NYC.gov outlines the legislation on signage: Additionally, all new and existing POPS are now required to post public space signage per the standards specified by DCP. DCP updated the POPS logo in 2019, which now must be included on such signage. The provision of clear, visible, and readable signage is essential to identify POPS and provide information about the POPS, such as the hours of access, required amenities, and the names of those responsible for the upkeep and maintenance of the POPS.

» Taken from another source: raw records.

use ratatui::layout::{Constraint, Direction, Layout, Rect};

pub struct QuizLayout {
    pub header_area: Rect,
    pub progress_area: Rect,
    pub question_area: Rect,
    pub options_area: Rect,
    pub help_area: Rect,
}

pub struct SummaryLayout {
    pub header_area: Rect,
    pub content_area: Rect,
    pub footer_area: Rect,
}

pub struct DeckLayout {
    pub header_area: Rect,
    pub card_area: Rect,
    pub status_area: Rect,
    pub help_area: Rect,
}

pub fn calculate_quiz_chunks(area: Rect) -> QuizLayout {
    let chunks = Layout::default()
        .direction(Direction::Vertical)
        .margin(1)
        .constraints([
            Constraint::Length(3),
            Constraint::Length(1),
            Constraint::Min(5),
            Constraint::Length(8),
            Constraint::Length(4),
        ])
        .split(area);

    QuizLayout {
        header_area: chunks[0],
        progress_area: chunks[1],
        question_area: chunks[2],
        options_area: chunks[3],
        help_area: chunks[4],
    }
}

pub fn calculate_summary_chunks(area: Rect) -> SummaryLayout {
    let chunks = Layout::default()
        .direction(Direction::Vertical)
        .margin(1)
        .constraints([
            Constraint::Length(3),
            Constraint::Min(10),
            Constraint::Length(3),
        ])
        .split(area);

    SummaryLayout {
        header_area: chunks[0],
        content_area: chunks[1],
        footer_area: chunks[2],
    }
}

pub fn calculate_deck_chunks(area: Rect) -> DeckLayout {
    let chunks = Layout::default()
        .direction(Direction::Vertical)
        .margin(1)
        .constraints([
            Constraint::Length(3),
            Constraint::Min(7),
            Constraint::Length(1),
            Constraint::Length(3),
        ])
        .split(area);

    DeckLayout {
        header_area: chunks[0],
        card_area: chunks[1],
        status_area: chunks[2],
        help_area: chunks[3],
    }
}

#[cfg(test)]
mod tests {
    use super::*;

    #[test]
    fn test_quiz_layout() {
        let area = Rect::new(0, 0, 100, 40);
        let layout = calculate_quiz_chunks(area);

        // Margin 1 leaves 38 rows: 3 + 1 + 8 + 4 fixed, 22 for the question.
        assert_eq!(layout.header_area.height, 3);
        assert_eq!(layout.progress_area.height, 1);
        assert_eq!(layout.options_area.height, 8);
        assert_eq!(layout.help_area.height, 4);
        assert_eq!(layout.question_area.height, 22);
        assert_eq!(layout.header_area.width, 98);
    }

    #[test]
    fn test_summary_layout() {
        let area = Rect::new(0, 0, 100, 100);
        let layout = calculate_summary_chunks(area);

        assert_eq!(layout.header_area.height, 3);
        assert_eq!(layout.footer_area.height, 3);
        assert_eq!(layout.content_area.height, 92);
    }

    #[test]
    fn test_deck_layout() {
        let area = Rect::new(0, 0, 80, 30);
        let layout = calculate_deck_chunks(area);

        assert_eq!(layout.header_area.height, 3);
        assert_eq!(layout.status_area.height, 1);
        assert_eq!(layout.help_area.height, 3);
        assert_eq!(layout.card_area.height, 28 - 7);
        assert!(layout.card_area.y > layout.header_area.y);
    }
}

I go up to the 8th floor, look out the window, the coloured chairs are in a seemingly scattered formation. I go the next day, I take a photo out the window of the 8th floor. The chairs have moved, nobody is sitting in them. I try to visualise the information, what privately owned public spaces feel like, the data is the chairs moving, how people interact here. The opening of the MFA thesis show is on the 26th of April. I am standing in a space that one of the students has designed, looking out of the window onto the POPS below as students place a long black tarp on the floor of the POPS. “Free Palestine” One Public Safety Officer arrives within three minutes, and is joined by five more over the course of the next three minutes. They instruct the students to remove the tarp from Columbia’s privately owned public space. A standoff ensures, professors walk out to ask what is going on. The boundary of the POPS stretches just 5 metres beyond where the tarp is lying, but to any passersby the space is all the same; open, public. Later, one of the students tells me that the first public safety officer quietly whispered to them: “This is private, but that is public.” He pointed to just beyond the boundary of the POPS. The students move the banner. The public safety personnel leave. Three weeks later, one of the students is barred from entering the gallery where I had stood before, taking photos from above of the POPS. They tell me they are unsure if they are even allowed in the POPS anymore. They are told if they enter Columbia property, it is grounds for arrest by the NYPD - the public becomes private becomes public. A Columbia student could be arrested by the NYPD for standing on a portion of Privately Owned Public Space, a space which seems public but is private and privately surveilled but can invite the NYPD on to police for them.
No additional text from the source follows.